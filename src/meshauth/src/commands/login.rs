use crate::lib::environment::Environment;
use crate::lib::error::MeshAuthResult;
use anyhow::Context;
use clap::Parser;
use meshauth_core::backend::{AuthableBackend, Operation, Request, LOGIN_PATH};
use meshauth_core::resolver::RequestContext;
use slog::warn;
use std::path::PathBuf;
use std::time::Duration;
use tokio::runtime::Runtime;

/// Performs a login as the host would for a connection from the given peer,
/// and prints the response the host would receive.
#[derive(Parser)]
pub struct LoginOpts {
    /// Remote address of the connection.
    #[arg(long)]
    remote_addr: String,

    /// Remote port of the connection.
    #[arg(long)]
    remote_port: u16,

    /// Answer lookups from a JSON file mapping `host:port` to identities instead of asking the mesh daemon.
    #[arg(long)]
    fixture: Option<PathBuf>,

    /// Abandon the login after this long, e.g. "5s". Defaults to the configured lookup timeout.
    #[arg(long, value_parser = humantime::parse_duration)]
    timeout: Option<Duration>,
}

pub fn exec(env: &Environment, opts: LoginOpts) -> MeshAuthResult {
    let backend = env.new_backend(opts.fixture.as_deref())?;
    let timeout = opts
        .timeout
        .unwrap_or(env.get_config().oracle.lookup_timeout);
    let request =
        Request::new(Operation::Update, LOGIN_PATH).with_connection(&opts.remote_addr, opts.remote_port);

    let runtime = Runtime::new().context("Unable to create a runtime")?;
    let response = runtime.block_on(async {
        let (ctx, cancel) = RequestContext::background().with_cancel();
        let ctx = ctx.with_timeout(timeout);

        let log = env.get_logger().clone();
        let interrupt = tokio::spawn(async move {
            if tokio::signal::ctrl_c().await.is_ok() {
                warn!(log, "Interrupted, cancelling login.");
                cancel.cancel();
            }
        });

        let response = backend.handle(&ctx, &request).await;
        interrupt.abort();
        response
    })?;

    println!("{}", serde_json::to_string_pretty(&response)?);
    Ok(())
}
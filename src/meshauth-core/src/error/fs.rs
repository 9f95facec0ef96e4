use std::path::PathBuf;
use thiserror::Error;

#[derive(Error, Debug)]
#[error("failed to read from {path}")]
pub struct ReadFileError {
    pub path: PathBuf,
    pub source: std::io::Error,
}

═══

(What the exercise asks): Retype the portion of the data above that starts on the line with "pub struct LoginOpts" and finishes on the line with "let response = runtime.block_on(async", including both of those lines.

(Exercise solution):
pub struct LoginOpts {
    /// Remote address of the connection.
    #[arg(long)]
    remote_addr: String,

    /// Remote port of the connection.
    #[arg(long)]
    remote_port: u16,

    /// Answer lookups from a JSON file mapping `host:port` to identities instead of asking the mesh daemon.
    #[arg(long)]
    fixture: Option<PathBuf>,

    /// Abandon the login after this long, e.g. "5s". Defaults to the configured lookup timeout.
    #[arg(long, value_parser = humantime::parse_duration)]
    timeout: Option<Duration>,
}

pub fn exec(env: &Environment, opts: LoginOpts) -> MeshAuthResult {
    let backend = env.new_backend(opts.fixture.as_deref())?;
    let timeout = opts
        .timeout
        .unwrap_or(env.get_config().oracle.lookup_timeout);
    let request =
        Request::new(Operation::Update, LOGIN_PATH).with_connection(&opts.remote_addr, opts.remote_port);

    let runtime = Runtime::new().context("Unable to create a runtime")?;
    let response = runtime.block_on(async {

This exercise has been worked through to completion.